Usman Kabir February 11, 2019
Serge Kertchef, a watchmaker, adjusts the hands on a wall clock in his workshop in Marseille, France PHOTO: REUTERS

KARACHI: In classical Hindu mythology, the river of the cosmos is portrayed with the sacred image of a dancing Shiva, which supports the coursing of the universe. The flow of time is symbolised in the rhythm of the dance, an obvious and eternal truth.

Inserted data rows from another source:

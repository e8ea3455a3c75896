//! Canned email templates.
//!
//! Bodies are askama templates under `templates/email/`, all extending
//! `base.html`; interpolated values are HTML-escaped by askama.

use askama::Template;

use crate::models::{
    notification::NotificationKind,
    subscription::{SubscriptionPlan, SubscriptionStatus},
    support::SupportStatus,
};

use super::EmailContent;

#[derive(Template)]
#[template(path = "email/welcome.html")]
struct WelcomeEmail<'a> {
    app_name: &'a str,
    admin_name: &'a str,
    hotel_name: &'a str,
    login_email: &'a str,
    temporary_password: &'a str,
    login_url: &'a str,
}

#[derive(Template)]
#[template(path = "email/new_review.html")]
struct NewReviewEmail<'a> {
    app_name: &'a str,
    hotel_name: &'a str,
    form_title: &'a str,
    guest: &'a str,
    room_number: Option<&'a str>,
    rating: Option<String>,
    comment: Option<&'a str>,
    review_url: &'a str,
}

#[derive(Template)]
#[template(path = "email/subscription_changed.html")]
struct SubscriptionChangedEmail<'a> {
    app_name: &'a str,
    hotel_name: &'a str,
    plan: &'static str,
    status: &'static str,
    ends_at: Option<&'a str>,
    note: &'static str,
}

#[derive(Template)]
#[template(path = "email/notification.html")]
struct NotificationEmail<'a> {
    app_name: &'a str,
    hotel_name: &'a str,
    heading: &'static str,
    accent: &'static str,
    title: &'a str,
    message: &'a str,
    dashboard_url: &'a str,
}

#[derive(Template)]
#[template(path = "email/support_received.html")]
struct SupportReceivedEmail<'a> {
    app_name: &'a str,
    requester_name: &'a str,
    subject: &'a str,
}

#[derive(Template)]
#[template(path = "email/support_response.html")]
struct SupportResponseEmail<'a> {
    app_name: &'a str,
    requester_name: &'a str,
    subject: &'a str,
    status: &'static str,
    response: Option<&'a str>,
}

#[derive(Template)]
#[template(path = "email/password_reset.html")]
struct PasswordResetEmail<'a> {
    app_name: &'a str,
    name: &'a str,
    reset_url: &'a str,
    ttl_minutes: i64,
}

/// Sent to a new hotel admin with their temporary password.
pub fn welcome(
    app_name: &str,
    admin_name: &str,
    hotel_name: &str,
    login_email: &str,
    temporary_password: &str,
    login_url: &str,
) -> askama::Result<EmailContent> {
    let html = WelcomeEmail {
        app_name,
        admin_name,
        hotel_name,
        login_email,
        temporary_password,
        login_url,
    }
    .render()?;

    Ok(EmailContent {
        subject: format!("Welcome to {app_name}"),
        html,
    })
}

/// Sent to hotel admins when a guest submits a review.
#[allow(clippy::too_many_arguments)]
pub fn new_review(
    app_name: &str,
    hotel_name: &str,
    form_title: &str,
    guest_name: Option<&str>,
    room_number: Option<&str>,
    rating: Option<f64>,
    comment: Option<&str>,
    review_url: &str,
) -> askama::Result<EmailContent> {
    let html = NewReviewEmail {
        app_name,
        hotel_name,
        form_title,
        guest: guest_name.unwrap_or("An anonymous guest"),
        room_number,
        rating: rating.map(|r| format!("{r:.1}")),
        comment,
        review_url,
    }
    .render()?;

    let subject = match rating {
        Some(r) => format!("New review for {hotel_name} ({r:.1}/5)"),
        None => format!("New review for {hotel_name}"),
    };

    Ok(EmailContent { subject, html })
}

/// Sent to hotel admins when their subscription changes.
pub fn subscription_changed(
    app_name: &str,
    hotel_name: &str,
    plan: SubscriptionPlan,
    status: SubscriptionStatus,
    ends_at: Option<&str>,
) -> askama::Result<EmailContent> {
    let note = match status {
        SubscriptionStatus::Active => "Your subscription is active. Thank you!",
        SubscriptionStatus::Trialing => "You are on a free trial.",
        SubscriptionStatus::PastDue => {
            "We could not process your latest payment. Please update your billing details."
        }
        SubscriptionStatus::Cancelled => {
            "Your subscription has been cancelled. Guests can no longer submit feedback."
        }
        SubscriptionStatus::Expired => {
            "Your subscription has expired. Renew it to keep collecting feedback."
        }
    };

    let html = SubscriptionChangedEmail {
        app_name,
        hotel_name,
        plan: plan.label(),
        status: status.label(),
        ends_at,
        note,
    }
    .render()?;

    Ok(EmailContent {
        subject: format!("{hotel_name}: subscription {}", status.label().to_lowercase()),
        html,
    })
}

/// Email accompanying an in-app notification; heading and accent depend on the kind.
pub fn notification(
    app_name: &str,
    hotel_name: &str,
    kind: NotificationKind,
    title: &str,
    message: &str,
    dashboard_url: &str,
) -> askama::Result<EmailContent> {
    let (heading, subject_prefix, accent) = match kind {
        NotificationKind::Info => ("Information", "Info", "#2563eb"),
        NotificationKind::Warning => ("Important notice", "Action needed", "#d97706"),
        NotificationKind::Subscription => ("Subscription notice", "Subscription", "#7c3aed"),
        NotificationKind::Review => ("Review activity", "Reviews", "#059669"),
        NotificationKind::System => ("System announcement", "System", "#4b5563"),
    };

    let html = NotificationEmail {
        app_name,
        hotel_name,
        heading,
        accent,
        title,
        message,
        dashboard_url,
    }
    .render()?;

    Ok(EmailContent {
        subject: format!("[{subject_prefix}] {title}"),
        html,
    })
}

/// Confirmation sent to a hotel admin who opened a support request.
pub fn support_received(app_name: &str, requester_name: &str, subject: &str) -> askama::Result<EmailContent> {
    let html = SupportReceivedEmail {
        app_name,
        requester_name,
        subject,
    }
    .render()?;

    Ok(EmailContent {
        subject: format!("We received your request: {subject}"),
        html,
    })
}

/// Sent when support answers or changes the status of a request.
pub fn support_response(
    app_name: &str,
    requester_name: &str,
    subject: &str,
    status: SupportStatus,
    response: Option<&str>,
) -> askama::Result<EmailContent> {
    let html = SupportResponseEmail {
        app_name,
        requester_name,
        subject,
        status: status.label(),
        response,
    }
    .render()?;

    Ok(EmailContent {
        subject: format!("Re: {subject}"),
        html,
    })
}

/// Password reset link.
pub fn password_reset(
    app_name: &str,
    name: &str,
    reset_url: &str,
    ttl_minutes: i64,
) -> askama::Result<EmailContent> {
    let html = PasswordResetEmail {
        app_name,
        name,
        reset_url,
        ttl_minutes,
    }
    .render()?;

    Ok(EmailContent {
        subject: format!("Reset your {app_name} password"),
        html,
    })
}
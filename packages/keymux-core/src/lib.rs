//! # keymux-core
//!
//! Unified asynchronous key-value storage: one logical namespace
//! multiplexed across pluggable backends ("drivers") via Unix-style
//! mount points.
//!
//! - **Mount routing**: longest-prefix dispatch over colon-separated keys
//! - **Drivers**: memory, filesystem (with change watching), overlay
//!   (layered composition with tombstones), plus a capability contract
//!   for writing your own
//! - **Serialization**: tolerant text channel and a raw byte channel that
//!   round-trips through text-only backends
//! - **Watching**: one subscriber surface aggregating events from every
//!   mounted backend
//!
//! ## Quick start
//!
//! ```rust,no_run
//! use std::sync::Arc;
//! use keymux_core::{MemoryDriver, Storage};
//!
//! #[tokio::main]
//! async fn main() -> keymux_core::Result<()> {
//!     let storage = Storage::new();
//!
//!     storage.set("users:42:name", "alice").await?;
//!     storage.mount("cache:", Arc::new(MemoryDriver::new())).await?;
//!     storage.set("cache:session", 12345i64).await?;
//!
//!     // Both mounts contribute to one namespace.
//!     let keys = storage.list_keys("").await?;
//!     assert_eq!(keys.len(), 2);
//!     Ok(())
//! }
//! ```
//!
//! ## Overlay composition
//!
//! ```rust,no_run
//! use std::sync::Arc;
//! use keymux_core::{Driver, MemoryDriver, OverlayDriver, Storage};
//!
//! #[tokio::main]
//! async fn main() -> keymux_core::Result<()> {
//!     let defaults = Arc::new(MemoryDriver::new()) as Arc<dyn Driver>;
//!     let overrides = Arc::new(MemoryDriver::new()) as Arc<dyn Driver>;
//!     let overlay = OverlayDriver::new(vec![overrides, defaults]);
//!
//!     let storage = Storage::with_root(Arc::new(overlay));
//!     // Reads fall through; writes land in the top layer; removes mask
//!     // lower layers with a tombstone.
//!     storage.set("cfg:port", 9090i64).await?;
//!     Ok(())
//! }
//! ```

pub mod driver;
pub mod drivers;
pub mod engine;
pub mod error;
pub mod key;
pub mod prefixed;
pub mod serialize;
pub mod types;

pub use driver::{
    Capabilities, Driver, Metadata, Options, WatchCallback, WatchEvent, WatchGuard,
};
pub use drivers::{FsDriver, FsDriverConfig, MemoryDriver, OverlayDriver, TOMBSTONE};
pub use engine::{Storage, WatchId};
pub use error::{Result, StorageError};
pub use prefixed::PrefixedStorage;
pub use types::Value;

/// Prelude for convenient imports.
pub mod prelude {
    pub use crate::driver::{Capabilities, Driver, Metadata, Options, WatchEvent};
    pub use crate::drivers::{FsDriver, FsDriverConfig, MemoryDriver, OverlayDriver};
    pub use crate::engine::Storage;
    pub use crate::error::{Result, StorageError};
    pub use crate::prefixed::PrefixedStorage;
    pub use crate::types::Value;
}

#[cfg(test)]
mod tests {
    use std::sync::Arc;

    use super::*;

    #[tokio::test]
    async fn storage_is_send_sync() {
        fn assert_send_sync<T: Send + Sync>() {}

        assert_send_sync::<Storage>();
        assert_send_sync::<MemoryDriver>();
        assert_send_sync::<PrefixedStorage>();
    }

    #[tokio::test]
    async fn overlay_composes_with_mounts() {
        // Overlay read-through behind a mount point, end to end.
        let bottom = Arc::new(MemoryDriver::new());
        bottom
            .set("port", "8080".to_string(), &Options::new())
            .await
            .unwrap();
        let overlay =
            OverlayDriver::new(vec![Arc::new(MemoryDriver::new()) as Arc<dyn Driver>, bottom]);

        let storage = Storage::new();
        storage.mount("cfg:", Arc::new(overlay)).await.unwrap();

        assert_eq!(
            storage.get("cfg:port").await.unwrap(),
            Some(Value::Int(8080))
        );

        storage.remove("cfg:port").await.unwrap();
        assert!(storage.get("cfg:port").await.unwrap().is_none());
        assert!(!storage
            .list_keys("cfg:")
            .await
            .unwrap()
            .contains(&"cfg:port".to_string()));
    }
}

However, reality has often proved to be more elusive and complicated than mythical tales of the ancient past.

For example, human beings have long observed the rising and setting of the sun and the moon, but only more recently have our species come to know that the movement of the heavens visible from earth is a consequence of the rotation of our planet, and not the motion of the sky, a myth debunked only after two millenniums of popular belief.

In the words of Carlo Rovelli, Professor of Physics at Aix-Marseille University in France, and one of 100 most influential global thinkers of 2018 according to Foreign Policy magazine, humans have come leaps and bounds over the past few centuries in enhancing their understanding of the mysteries of nature, helped by an advanced pace of change in science and engineering.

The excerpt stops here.